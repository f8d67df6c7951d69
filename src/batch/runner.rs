//! # 批量执行器
//!
//! 逐个处理源目录中的条目：匹配扩展名的文件交给去静音引擎，其余跳过。
//!
//! ## 功能
//! - 严格串行，一次只处理一个文件
//! - 每个条目之后上报进度（跳过的条目同样计数）
//! - 每个条目之前检查取消令牌
//! - 单个文件失败不会中止批次；目录枚举失败则整个批次中止
//!
//! ## 依赖关系
//! - 被 `batch/dispatch.rs` 在工作线程中调用
//! - 使用 `batch/listing.rs` 枚举目录
//! - 使用 `engine::SilenceRemover` 处理文件

use super::cancel::CancelToken;
use super::listing::{self, ListingMode};
use crate::engine::{RemovalRequest, SilenceRemover};
use crate::error::{DeadAirError, Result};
use crate::models::{JobConfig, Progress};

use serde::Serialize;
use std::ffi::OsStr;

/// 单个条目处理结果
#[derive(Debug, Clone, PartialEq)]
pub enum ProcessResult {
    /// 处理成功（输出文件路径）
    Success(String),
    /// 跳过（扩展名不匹配）
    Skipped(String),
    /// 处理失败
    Failed(String, String), // (文件名, 错误信息)
}

/// 单个条目的记录，用于报告导出
#[derive(Debug, Clone, Serialize)]
pub struct ItemRecord {
    pub index: usize,
    pub file_name: String,
    pub status: &'static str,
    pub output: String,
    pub message: String,
}

/// 批量处理结果统计
#[derive(Debug, Default)]
pub struct BatchResult {
    /// 成功数量
    pub success: usize,
    /// 跳过数量
    pub skipped: usize,
    /// 失败数量
    pub failed: usize,
    /// 失败详情
    pub failures: Vec<(String, String)>,
    /// 逐条记录
    pub records: Vec<ItemRecord>,
    /// 最终进度
    pub progress: Progress,
    /// 是否因取消而提前结束
    pub cancelled: bool,
}

impl BatchResult {
    /// 合并处理结果
    pub fn merge(&mut self, index: usize, file_name: &str, result: &ProcessResult) {
        let (status, output, message) = match result {
            ProcessResult::Success(out) => {
                self.success += 1;
                ("processed", out.clone(), String::new())
            }
            ProcessResult::Skipped(_) => {
                self.skipped += 1;
                ("skipped", String::new(), String::new())
            }
            ProcessResult::Failed(name, err) => {
                self.failed += 1;
                self.failures.push((name.clone(), err.clone()));
                ("failed", String::new(), err.clone())
            }
        };
        self.records.push(ItemRecord {
            index,
            file_name: file_name.to_string(),
            status,
            output,
            message,
        });
    }

    /// 总处理数量
    pub fn total(&self) -> usize {
        self.success + self.skipped + self.failed
    }
}

/// 执行器发出的事件
#[derive(Debug, Clone, PartialEq)]
pub enum RunEvent {
    /// 枚举完成，开始处理
    Started { total: usize },
    /// 开始处理某个匹配文件
    ItemStarted { index: usize, file_name: String },
    /// 条目处理完毕
    ItemFinished(ProcessResult),
    /// 进度更新
    Progress(Progress),
    /// 在第 `at` 个条目之前停止
    Cancelled { at: usize },
    /// 目录枚举失败，批次中止
    Aborted { message: String },
    /// 工作线程结束，之后不会再有事件
    Finished,
}

/// 批量执行器
pub struct BatchRunner<E> {
    engine: E,
    mode: ListingMode,
}

impl<E: SilenceRemover> BatchRunner<E> {
    /// 创建新的批量执行器
    pub fn new(engine: E) -> Self {
        Self {
            engine,
            mode: ListingMode::default(),
        }
    }

    /// 设置进度总数的计算方式
    pub fn listing_mode(mut self, mode: ListingMode) -> Self {
        self.mode = mode;
        self
    }

    /// 串行处理源目录
    ///
    /// 仅在目录枚举失败时返回错误；单个文件的失败记录在结果中。
    pub fn run<F>(&self, job: &JobConfig, cancel: &CancelToken, mut emit: F) -> Result<BatchResult>
    where
        F: FnMut(RunEvent),
    {
        let entries = listing::list_entries(&job.source_dir)?;
        let mut total = entries.len();
        let mut result = BatchResult {
            progress: Progress::new(0, total),
            ..Default::default()
        };

        emit(RunEvent::Started { total });

        for (index, entry) in entries.iter().enumerate() {
            if cancel.is_cancelled() {
                log::info!("Cancelled before entry {} of {}", index + 1, total);
                result.cancelled = true;
                emit(RunEvent::Cancelled { at: index });
                break;
            }

            let file_name = entry.to_string_lossy().to_string();
            let outcome = if job.matches(entry) {
                emit(RunEvent::ItemStarted {
                    index,
                    file_name: file_name.clone(),
                });
                self.process(job, entry, &file_name)
            } else {
                ProcessResult::Skipped(file_name.clone())
            };

            result.merge(index, &file_name, &outcome);
            emit(RunEvent::ItemFinished(outcome));

            if self.mode == ListingMode::Live {
                total = listing::count_entries(&job.source_dir)?;
            }
            result.progress = Progress::new(index + 1, total);
            emit(RunEvent::Progress(result.progress));
        }

        Ok(result)
    }

    /// `entry` 用于构建路径，`file_name` 只用于显示
    fn process(&self, job: &JobConfig, entry: &OsStr, file_name: &str) -> ProcessResult {
        let request = RemovalRequest::for_entry(job, entry);
        match self.engine.remove_silence(&request) {
            Ok(()) => ProcessResult::Success(request.output.display().to_string()),
            Err(DeadAirError::CommandFailed { stderr, .. }) => {
                ProcessResult::Failed(file_name.to_string(), stderr)
            }
            Err(e @ DeadAirError::CommandNotFound { .. }) => {
                ProcessResult::Failed(file_name.to_string(), e.to_string())
            }
            Err(e) => {
                log::warn!("Unexpected error while processing '{}': {}", file_name, e);
                ProcessResult::Failed(
                    file_name.to_string(),
                    format!("Unexpected error: {}", e),
                )
            }
        }
    }
}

**Brief:** Restate the data above word for word, omitting nothing.

**Result below:**
repository f8d67df6c7951d69
filename src/batch/runner.rs
//! # 批量执行器
//!
//! 逐个处理源目录中的条目：匹配扩展名的文件交给去静音引擎，其余跳过。
//!
//! ## 功能
//! - 严格串行，一次只处理一个文件
//! - 每个条目之后上报进度（跳过的条目同样计数）
//! - 每个条目之前检查取消令牌
//! - 单个文件失败不会中止批次；目录枚举失败则整个批次中止
//!
//! ## 依赖关系
//! - 被 `batch/dispatch.rs` 在工作线程中调用
//! - 使用 `batch/listing.rs` 枚举目录
//! - 使用 `engine::SilenceRemover` 处理文件

use super::cancel::CancelToken;
use super::listing::{self, ListingMode};
use crate::engine::{RemovalRequest, SilenceRemover};
use crate::error::{DeadAirError, Result};
use crate::models::{JobConfig, Progress};

use serde::Serialize;
use std::ffi::OsStr;

/// 单个条目处理结果
#[derive(Debug, Clone, PartialEq)]
pub enum ProcessResult {
    /// 处理成功（输出文件路径）
    Success(String),
    /// 跳过（扩展名不匹配）
    Skipped(String),
    /// 处理失败
    Failed(String, String), // (文件名, 错误信息)
}

/// 单个条目的记录，用于报告导出
#[derive(Debug, Clone, Serialize)]
pub struct ItemRecord {
    pub index: usize,
    pub file_name: String,
    pub status: &'static str,
    pub output: String,
    pub message: String,
}

/// 批量处理结果统计
#[derive(Debug, Default)]
pub struct BatchResult {
    /// 成功数量
    pub success: usize,
    /// 跳过数量
    pub skipped: usize,
    /// 失败数量
    pub failed: usize,
    /// 失败详情
    pub failures: Vec<(String, String)>,
    /// 逐条记录
    pub records: Vec<ItemRecord>,
    /// 最终进度
    pub progress: Progress,
    /// 是否因取消而提前结束
    pub cancelled: bool,
}

impl BatchResult {
    /// 合并处理结果
    pub fn merge(&mut self, index: usize, file_name: &str, result: &ProcessResult) {
        let (status, output, message) = match result {
            ProcessResult::Success(out) => {
                self.success += 1;
                ("processed", out.clone(), String::new())
            }
            ProcessResult::Skipped(_) => {
                self.skipped += 1;
                ("skipped", String::new(), String::new())
            }
            ProcessResult::Failed(name, err) => {
                self.failed += 1;
                self.failures.push((name.clone(), err.clone()));
                ("failed", String::new(), err.clone())
            }
        };
        self.records.push(ItemRecord {
            index,
            file_name: file_name.to_string(),
            status,
            output,
            message,
        });
    }

    /// 总处理数量
    pub fn total(&self) -> usize {
        self.success + self.skipped + self.failed
    }
}

/// 执行器发出的事件
#[derive(Debug, Clone, PartialEq)]
pub enum RunEvent {
    /// 枚举完成，开始处理
    Started { total: usize },
    /// 开始处理某个匹配文件
    ItemStarted { index: usize, file_name: String },
    /// 条目处理完毕
    ItemFinished(ProcessResult),
    /// 进度更新
    Progress(Progress),
    /// 在第 `at` 个条目之前停止
    Cancelled { at: usize },
    /// 目录枚举失败，批次中止
    Aborted { message: String },
    /// 工作线程结束，之后不会再有事件
    Finished,
}

/// 批量执行器
pub struct BatchRunner<E> {
    engine: E,
    mode: ListingMode,
}

impl<E: SilenceRemover> BatchRunner<E> {
    /// 创建新的批量执行器
    pub fn new(engine: E) -> Self {
        Self {
            engine,
            mode: ListingMode::default(),
        }
    }

    /// 设置进度总数的计算方式
    pub fn listing_mode(mut self, mode: ListingMode) -> Self {
        self.mode = mode;
        self
    }

    /// 串行处理源目录
    ///
    /// 仅在目录枚举失败时返回错误；单个文件的失败记录在结果中。
    pub fn run<F>(&self, job: &JobConfig, cancel: &CancelToken, mut emit: F) -> Result<BatchResult>
    where
        F: FnMut(RunEvent),
    {
        let entries = listing::list_entries(&job.source_dir)?;
        let mut total = entries.len();
        let mut result = BatchResult {
            progress: Progress::new(0, total),
            ..Default::default()
        };

        emit(RunEvent::Started { total });

        for (index, entry) in entries.iter().enumerate() {
            if cancel.is_cancelled() {
                log::info!("Cancelled before entry {} of {}", index + 1, total);
                result.cancelled = true;
                emit(RunEvent::Cancelled { at: index });
                break;
            }

            let file_name = entry.to_string_lossy().to_string();
            let outcome = if job.matches(entry) {
                emit(RunEvent::ItemStarted {
                    index,
                    file_name: file_name.clone(),
                });
                self.process(job, entry, &file_name)
            } else {
                ProcessResult::Skipped(file_name.clone())
            };

            result.merge(index, &file_name, &outcome);
            emit(RunEvent::ItemFinished(outcome));

            if self.mode == ListingMode::Live {
                total = listing::count_entries(&job.source_dir)?;
            }
            result.progress = Progress::new(index + 1, total);
            emit(RunEvent::Progress(result.progress));
        }

        Ok(result)
    }

    /// `entry` 用于构建路径，`file_name` 只用于显示
    fn process(&self, job: &JobConfig, entry: &OsStr, file_name: &str) -> ProcessResult {
        let request = RemovalRequest::for_entry(job, entry);
        match self.engine.remove_silence(&request) {
            Ok(()) => ProcessResult::Success(request.output.display().to_string()),
            Err(DeadAirError::CommandFailed { stderr, .. }) => {
                ProcessResult::Failed(file_name.to_string(), stderr)
            }
            Err(e @ DeadAirError::CommandNotFound { .. }) => {
                ProcessResult::Failed(file_name.to_string(), e.to_string())
            }
            Err(e) => {
                log::warn!("Unexpected error while processing '{}': {}", file_name, e);
                ProcessResult::Failed(
                    file_name.to_string(),
                    format!("Unexpected error: {}", e),
                )
            }
        }
    }
}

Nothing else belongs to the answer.